Stratégie de logement au Maroc – Ministère des finances marocains – mai 2008

introduction de la stratégie de logement au Maroc – rapport du ministère des finances marocains en mai 2008

 Introduction
Le secteur du Bâtiment et Travaux Publics (BTP) occupe une place relativement importante dans le tissu économique vu sa contribution à la création d’emploi (812.715 personnes en 2006) et ses effets d’entraînement sur de nombreuses activités. La contribution du secteur BTP dans le Produit Intérieur Brut (PIB) est passée de 5,5% en 2001 à 6,2% en 2006. Concernant la branche du Bâtiment, le volume des investissements a atteint, en 2006, environ 36 milliards de dirhams, soit plus de 28% de la FBCF totale.

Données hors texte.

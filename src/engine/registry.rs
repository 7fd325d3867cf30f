//! Instance Registry - identity allocation for bound instances.
//!
//! Manages the lifecycle of instance identities:
//! - Slot allocation with a free pool for O(1) reuse
//! - Per-slot generations, so ids of released instances stay dead
//! - Human-readable labels (`"TextField#3"`) for diagnostics
//! - ReactiveSet of live slots (deriveds react to construction/destruction)
//! - Destroy hooks, run exactly once when the instance is released
//! - [`Registration`], the guard an instance owns to release itself on drop

use std::cell::RefCell;
use std::collections::HashMap;
use spark_signals::ReactiveSet;

use super::storage;
use crate::error::BindingError;
use crate::lifetime::Cleanup;
use crate::types::InstanceId;

// =============================================================================
// Registry State
// =============================================================================

thread_local! {
    /// Map instance index to its label.
    static INDEX_TO_LABEL: RefCell<HashMap<usize, String>> = RefCell::new(HashMap::new());

    /// Set of currently live indices.
    /// Using ReactiveSet so deriveds that iterate over live instances
    /// automatically react when instances are constructed or released.
    static ALLOCATED_INDICES: RefCell<ReactiveSet<usize>> = RefCell::new(ReactiveSet::new());

    /// Current generation of every slot ever allocated.
    static GENERATIONS: RefCell<Vec<u32>> = const { RefCell::new(Vec::new()) };

    /// Pool of freed indices for reuse.
    static FREE_INDICES: RefCell<Vec<usize>> = const { RefCell::new(Vec::new()) };

    /// Next index to allocate if pool is empty.
    static NEXT_INDEX: RefCell<usize> = const { RefCell::new(0) };

    /// Counter for generating labels.
    static LABEL_COUNTER: RefCell<usize> = const { RefCell::new(0) };

    /// Destroy callbacks registered per live index.
    static DESTROY_CALLBACKS: RefCell<HashMap<usize, Vec<Cleanup>>> = RefCell::new(HashMap::new());
}

/// False during thread teardown, once any registry table is gone.
fn tables_reachable() -> bool {
    INDEX_TO_LABEL.try_with(|_| ()).is_ok()
        && ALLOCATED_INDICES.try_with(|_| ()).is_ok()
        && GENERATIONS.try_with(|_| ()).is_ok()
        && FREE_INDICES.try_with(|_| ()).is_ok()
        && NEXT_INDEX.try_with(|_| ()).is_ok()
        && DESTROY_CALLBACKS.try_with(|_| ()).is_ok()
        && storage::is_reachable()
}

fn generation_of(index: usize) -> Option<u32> {
    GENERATIONS.with(|generations| generations.borrow().get(index).copied())
}

// =============================================================================
// Allocation
// =============================================================================

/// Allocate an identity for a new instance.
///
/// `kind` names the instance type and prefixes the generated label.
pub fn allocate_instance(kind: &str) -> InstanceId {
    let label = LABEL_COUNTER.with(|counter| {
        let mut counter = counter.borrow_mut();
        let label = format!("{}#{}", kind, *counter);
        *counter += 1;
        label
    });

    // Reuse free index or allocate new
    let index = FREE_INDICES.with(|free| {
        let mut free = free.borrow_mut();
        if let Some(index) = free.pop() {
            index
        } else {
            NEXT_INDEX.with(|next| {
                let mut next = next.borrow_mut();
                let index = *next;
                *next += 1;
                index
            })
        }
    });

    let generation = GENERATIONS.with(|generations| {
        let mut generations = generations.borrow_mut();
        if index >= generations.len() {
            generations.resize(index + 1, 0);
        }
        generations[index]
    });

    INDEX_TO_LABEL.with(|map| {
        map.borrow_mut().insert(index, label);
    });
    ALLOCATED_INDICES.with(|set| {
        set.borrow_mut().insert(index);
    });

    let id = InstanceId::new(index, generation);
    tracing::debug!(%id, kind, "instance allocated");
    id
}

/// Release an instance identity.
///
/// The id stops being live first, then destroy hooks run (registration
/// order), then the instance's storage is torn down. Releasing an id that is
/// not live is a logged no-op.
pub fn release_instance(id: InstanceId) {
    let index = id.index();
    if !is_live(id) {
        tracing::warn!(%id, "release of an instance that is not live");
        return;
    }

    // Bumping the generation retires `id` and every copy of it.
    GENERATIONS.with(|generations| {
        let mut generations = generations.borrow_mut();
        generations[index] = generations[index].wrapping_add(1);
    });
    INDEX_TO_LABEL.with(|map| {
        map.borrow_mut().remove(&index);
    });
    ALLOCATED_INDICES.with(|set| {
        set.borrow_mut().remove(&index);
    });

    // Hooks may still read storage, so they run before teardown.
    run_destroy_callbacks(index);
    storage::destroy_storage(id);

    FREE_INDICES.with(|free| {
        free.borrow_mut().push(index);
    });

    tracing::debug!(%id, "instance released");

    // When every instance is gone, start numbering from zero again.
    // Generations survive, so old ids stay dead.
    let is_empty = ALLOCATED_INDICES.with(|set| set.borrow().is_empty());
    if is_empty {
        FREE_INDICES.with(|free| free.borrow_mut().clear());
        NEXT_INDEX.with(|next| *next.borrow_mut() = 0);
    }
}

// =============================================================================
// Registration
// =============================================================================

/// Owned registration of one instance.
///
/// Adapters embed it in the platform object they construct. Dropping it
/// releases the instance, unless something released it first.
#[derive(Debug)]
pub struct Registration {
    id: InstanceId,
}

impl Registration {
    /// Allocate a fresh identity owned by the returned guard.
    pub fn new(kind: &str) -> Self {
        Self {
            id: allocate_instance(kind),
        }
    }

    pub fn id(&self) -> InstanceId {
        self.id
    }
}

impl Drop for Registration {
    fn drop(&mut self) {
        if tables_reachable() && is_live(self.id) {
            release_instance(self.id);
        }
    }
}

// =============================================================================
// Destroy Callbacks
// =============================================================================

/// Register a callback to run when the instance is released.
///
/// Fails with [`BindingError::UnknownInstance`] if `id` is not live.
pub fn on_destroy(id: InstanceId, callback: impl FnOnce() + 'static) -> Result<(), BindingError> {
    if !is_live(id) {
        return Err(BindingError::UnknownInstance { id });
    }
    DESTROY_CALLBACKS.with(|callbacks| {
        callbacks
            .borrow_mut()
            .entry(id.index())
            .or_default()
            .push(Box::new(callback));
    });
    Ok(())
}

/// Run and clear destroy callbacks for an index.
fn run_destroy_callbacks(index: usize) {
    let callbacks = DESTROY_CALLBACKS.with(|callbacks| callbacks.borrow_mut().remove(&index));
    if let Some(callbacks) = callbacks {
        for callback in callbacks {
            callback();
        }
    }
}

// =============================================================================
// Lookups
// =============================================================================

/// Label of a live instance.
pub fn instance_label(id: InstanceId) -> Option<String> {
    if !is_live(id) {
        return None;
    }
    INDEX_TO_LABEL.with(|map| map.borrow().get(&id.index()).cloned())
}

/// Check if an instance is currently live.
///
/// False for ids whose slot has since been reused.
pub fn is_live(id: InstanceId) -> bool {
    let index = id.index();
    ALLOCATED_INDICES.with(|set| set.borrow().contains(&index)) && generation_of(index) == Some(id.generation())
}

/// All live instances, in index order.
///
/// Note: This creates a reactive dependency when called from a derived/effect.
pub fn live_instances() -> Vec<InstanceId> {
    let mut indices: Vec<usize> = ALLOCATED_INDICES.with(|set| set.borrow().iter().copied().collect());
    indices.sort_unstable();
    indices
        .into_iter()
        .filter_map(|index| generation_of(index).map(|generation| InstanceId::new(index, generation)))
        .collect()
}

/// Count of live instances.
pub fn live_count() -> usize {
    ALLOCATED_INDICES.with(|set| set.borrow().len())
}

// =============================================================================
// Reset (for testing)
// =============================================================================

/// Reset all registry state (for testing).
///
/// Destroy hooks are dropped without running.
pub fn reset_registry() {
    INDEX_TO_LABEL.with(|map| map.borrow_mut().clear());
    ALLOCATED_INDICES.with(|set| set.borrow_mut().clear());
    GENERATIONS.with(|generations| generations.borrow_mut().clear());
    FREE_INDICES.with(|free| free.borrow_mut().clear());
    NEXT_INDEX.with(|next| *next.borrow_mut() = 0);
    LABEL_COUNTER.with(|counter| *counter.borrow_mut() = 0);
    let callbacks = DESTROY_CALLBACKS.with(|callbacks| std::mem::take(&mut *callbacks.borrow_mut()));
    drop(callbacks);
    storage::reset_storage();
}
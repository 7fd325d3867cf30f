//! Differs - turn declarative snapshots and mutations into minimal
//! imperative platform calls.
//!
//! - [`scoped`] - per-scope property values (`(state, value)` pairs)
//! - [`subrange`] - flat collections driven by incremental mutations
//! - [`sections`] - two-level collections (sections of rows)
//!
//! Differs keep their committed state in the instance's
//! [`Storage`](crate::engine::Storage) cache, keyed by property name.

pub mod scoped;
pub mod sections;
pub mod subrange;

pub use scoped::{apply_scoped, apply_scoped_binding, diff_scoped, ScopedValues};
pub use sections::{
    apply_section_mutation, apply_sections, apply_sections_binding, LiveSections, Section, SectionMutation,
    SectionedState,
};
pub use subrange::{
    apply_mutation, apply_subrange, apply_subrange_binding, Change, IndexSet, LiveCollection, SubrangeMutation,
    SubrangeState,
};
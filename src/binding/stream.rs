//! Value streams feeding bindings.
//!
//! Two kinds of producer drive a binding after construction:
//!
//! - reactive state ([`Signal`] or a getter closure), observed with an
//!   `effect`; equal consecutive values are coalesced by the signal graph
//! - [`EventStream`], a push channel where every `send` is delivered,
//!   including repeats (mutation streams rely on this)
//!
//! [`Source`] unifies them behind one `subscribe` that returns a
//! [`Lifetime`]. Delivery is synchronous on the sending thread, and disposing
//! the lifetime stops delivery before `dispose` returns.

use std::cell::{Cell, RefCell};
use std::collections::VecDeque;
use std::fmt;
use std::rc::{Rc, Weak};

use spark_signals::{effect, with_context, AnyReaction, Signal};

use crate::lifetime::Lifetime;

// =============================================================================
// EventStream
// =============================================================================

type Subscriber<V> = Rc<RefCell<dyn FnMut(V)>>;

struct Subscription<V> {
    id: u64,
    active: Rc<Cell<bool>>,
    handler: Subscriber<V>,
}

struct Subscribers<V> {
    entries: Vec<Subscription<V>>,
    next_id: u64,
    delivering: bool,
    /// Values sent while a delivery is in progress.
    queued: VecDeque<V>,
}

/// Ends a delivery, dropping undelivered values if a handler panicked.
struct Delivery<'a, V>(&'a RefCell<Subscribers<V>>);

impl<V> Drop for Delivery<'_, V> {
    fn drop(&mut self) {
        let mut inner = self.0.borrow_mut();
        inner.delivering = false;
        inner.queued.clear();
    }
}

/// Push channel of values, delivered to subscribers in subscription order.
pub struct EventStream<V> {
    inner: Rc<RefCell<Subscribers<V>>>,
}

impl<V: Clone + 'static> EventStream<V> {
    pub fn new() -> Self {
        Self {
            inner: Rc::new(RefCell::new(Subscribers {
                entries: Vec::new(),
                next_id: 0,
                delivering: false,
                queued: VecDeque::new(),
            })),
        }
    }

    /// Deliver `value` to every current subscriber.
    ///
    /// Subscribers added during delivery first see the next value.
    /// Subscribers disposed during delivery are skipped. A value sent from
    /// inside a handler is queued and delivered to everyone once the current
    /// value has been, so every subscriber sees values in send order.
    pub fn send(&self, value: V) {
        {
            let mut inner = self.inner.borrow_mut();
            if inner.delivering {
                tracing::trace!(queued = inner.queued.len() + 1, "re-entrant send queued");
                inner.queued.push_back(value);
                return;
            }
            inner.delivering = true;
        }

        let _delivery = Delivery(&*self.inner);
        let mut next = Some(value);
        while let Some(value) = next {
            self.deliver(value);
            next = self.inner.borrow_mut().queued.pop_front();
        }
    }

    fn deliver(&self, value: V) {
        let snapshot: Vec<(Rc<Cell<bool>>, Subscriber<V>)> = self
            .inner
            .borrow()
            .entries
            .iter()
            .map(|entry| (entry.active.clone(), entry.handler.clone()))
            .collect();

        for (active, handler) in snapshot {
            if !active.get() {
                continue;
            }
            let mut handler = handler.borrow_mut();
            (&mut *handler)(value.clone());
        }
    }

    /// Observe every subsequent value.
    pub fn subscribe(&self, handler: impl FnMut(V) + 'static) -> Lifetime {
        let active = Rc::new(Cell::new(true));
        let id = {
            let mut inner = self.inner.borrow_mut();
            let id = inner.next_id;
            inner.next_id += 1;
            inner.entries.push(Subscription {
                id,
                active: active.clone(),
                handler: Rc::new(RefCell::new(handler)),
            });
            id
        };

        let weak = Rc::downgrade(&self.inner);
        Lifetime::new(move || {
            active.set(false);
            if let Some(inner) = weak.upgrade() {
                let removed = {
                    let mut inner = inner.borrow_mut();
                    let position = inner.entries.iter().position(|entry| entry.id == id);
                    position.map(|position| inner.entries.remove(position))
                };
                drop(removed);
            }
        })
    }

    pub fn subscriber_count(&self) -> usize {
        self.inner.borrow().entries.len()
    }
}

impl<V: Clone + 'static> Default for EventStream<V> {
    fn default() -> Self {
        Self::new()
    }
}

impl<V> Clone for EventStream<V> {
    fn clone(&self) -> Self {
        Self {
            inner: self.inner.clone(),
        }
    }
}

impl<V> PartialEq for EventStream<V> {
    /// Streams compare by identity.
    fn eq(&self, other: &Self) -> bool {
        Rc::ptr_eq(&self.inner, &other.inner)
    }
}

impl<V> fmt::Debug for EventStream<V> {
    fn fmt(&self, f: &mut fmt::Formatter<'_>) -> fmt::Result {
        f.debug_struct("EventStream")
            .field("subscribers", &self.inner.borrow().entries.len())
            .finish()
    }
}

// =============================================================================
// Detached execution
// =============================================================================

/// Run `f` as if no reaction were running.
///
/// Reads inside `f` are not tracked by the surrounding effect. Unlike
/// `untrack`, effects that `f` creates or triggers still track their own
/// reads.
pub(crate) fn detached<T>(f: impl FnOnce() -> T) -> T {
    struct Restore {
        reaction: Option<Weak<dyn AnyReaction>>,
        effect: Option<Weak<dyn AnyReaction>>,
    }

    impl Drop for Restore {
        fn drop(&mut self) {
            let (reaction, effect) = (self.reaction.take(), self.effect.take());
            with_context(|ctx| {
                ctx.set_active_reaction(reaction);
                ctx.set_active_effect(effect);
            });
        }
    }

    let _restore = with_context(|ctx| Restore {
        reaction: ctx.set_active_reaction(None),
        effect: ctx.set_active_effect(None),
    });
    f()
}

// =============================================================================
// Source
// =============================================================================

/// Anything a binding can observe after construction.
#[derive(Clone)]
pub enum Source<V: Clone + PartialEq + 'static> {
    /// Reactive signal.
    Signal(Signal<V>),
    /// Getter closure; re-read whenever the signals it reads change.
    Getter(Rc<dyn Fn() -> V>),
    /// Push channel.
    Events(EventStream<V>),
}

impl<V: Clone + PartialEq + 'static> Source<V> {
    /// Current value, for sources that have one.
    pub fn current(&self) -> Option<V> {
        match self {
            Source::Signal(signal) => Some(signal.get()),
            Source::Getter(getter) => Some(getter()),
            Source::Events(_) => None,
        }
    }

    /// Observe the source.
    ///
    /// With `skip_current`, a reactive source does not deliver the value it
    /// holds at subscription time (the caller has already applied it). Event
    /// streams never replay, so the flag does not affect them.
    ///
    /// Only the source itself is tracked. Signals read by `handler` do not
    /// re-trigger delivery.
    pub fn subscribe(&self, skip_current: bool, mut handler: impl FnMut(V) + 'static) -> Lifetime {
        match self {
            Source::Signal(signal) => {
                let signal = signal.clone();
                let mut skip = skip_current;
                let stop = effect(move || {
                    // Read first so the dependency is tracked on the skipped run.
                    let value = signal.get();
                    if skip {
                        skip = false;
                        return;
                    }
                    detached(|| handler(value));
                });
                Lifetime::new(stop)
            }
            Source::Getter(getter) => {
                let getter = getter.clone();
                let mut skip = skip_current;
                let stop = effect(move || {
                    let value = getter();
                    if skip {
                        skip = false;
                        return;
                    }
                    detached(|| handler(value));
                });
                Lifetime::new(stop)
            }
            Source::Events(events) => events.subscribe(handler),
        }
    }
}

impl<V: Clone + PartialEq + 'static> From<Signal<V>> for Source<V> {
    fn from(signal: Signal<V>) -> Self {
        Source::Signal(signal)
    }
}

impl<V: Clone + PartialEq + 'static> From<EventStream<V>> for Source<V> {
    fn from(events: EventStream<V>) -> Self {
        Source::Events(events)
    }
}

impl<V: Clone + PartialEq + 'static> fmt::Debug for Source<V> {
    fn fmt(&self, f: &mut fmt::Formatter<'_>) -> fmt::Result {
        match self {
            Source::Signal(_) => f.write_str("Source::Signal"),
            Source::Getter(_) => f.write_str("Source::Getter"),
            Source::Events(events) => f.debug_tuple("Source::Events").field(events).finish(),
        }
    }
}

Cet investissement a connu un accroissement annuel moyen de 9,5% durant la période 2003-2006. Il est survenu
après la période 2000-2002 où le taux de croissance a été relativement modeste (3,2 %/an). Le secteur de l’immobilier au Maroc se caractérise par un fort déséquilibre entre l’offre et la demande en raison des différentes contraintes entravant son développement. Ce déséquilibre réside dans une offre peu élastique à court terme face à une demande solvabilisée par la baisse des taux d’intérêt, le maintien du taux d’inflation à des niveaux bas et une rupture dans les pratiques bancaires, matérialisée par un allongement de la durée des emprunts et le taux de couverture des montants des prêts.

Pour résorber les besoins croissants en logement, une stratégie a été mise en place depuis 2003 traduisant une panoplie de réformes dont notamment le volet financement. Dans ce cadre, l’Etat a oeuvré au renforcement des ressources allouées au Fonds de Solidarité de l’Habitat à travers le doublement, en 2004, de la taxe sur le ciment. De même, et afin d’encourager la promotion immobilière privée à s’impliquer davantage dans la production du logement social, des encouragements fiscaux ont été accordés aux promoteurs immobiliers dans le cadre de conventions à signer avec l’Etat. Du côté de la demande, des fonds de garantie ont été institués afin de permettre à la population démunie d’accéder au crédit
bancaire.

La contribution de l’Etat au financement du logement est quantifiée à travers le Cadredes Dépenses à Moyen Terme (CDMT). Ce dernier est un instrument de programmation des ressources et emplois notamment en matière d’habitat social. Cette note se propose d’évaluer les impacts de l’intervention de l’Etat dans le financement des investissements en faveur du secteur de logement tels qu’ils sont programmés dans le CDMT, d’une part, sur le secteur lui même, et d’autre part sur les autres variables macro-économiques.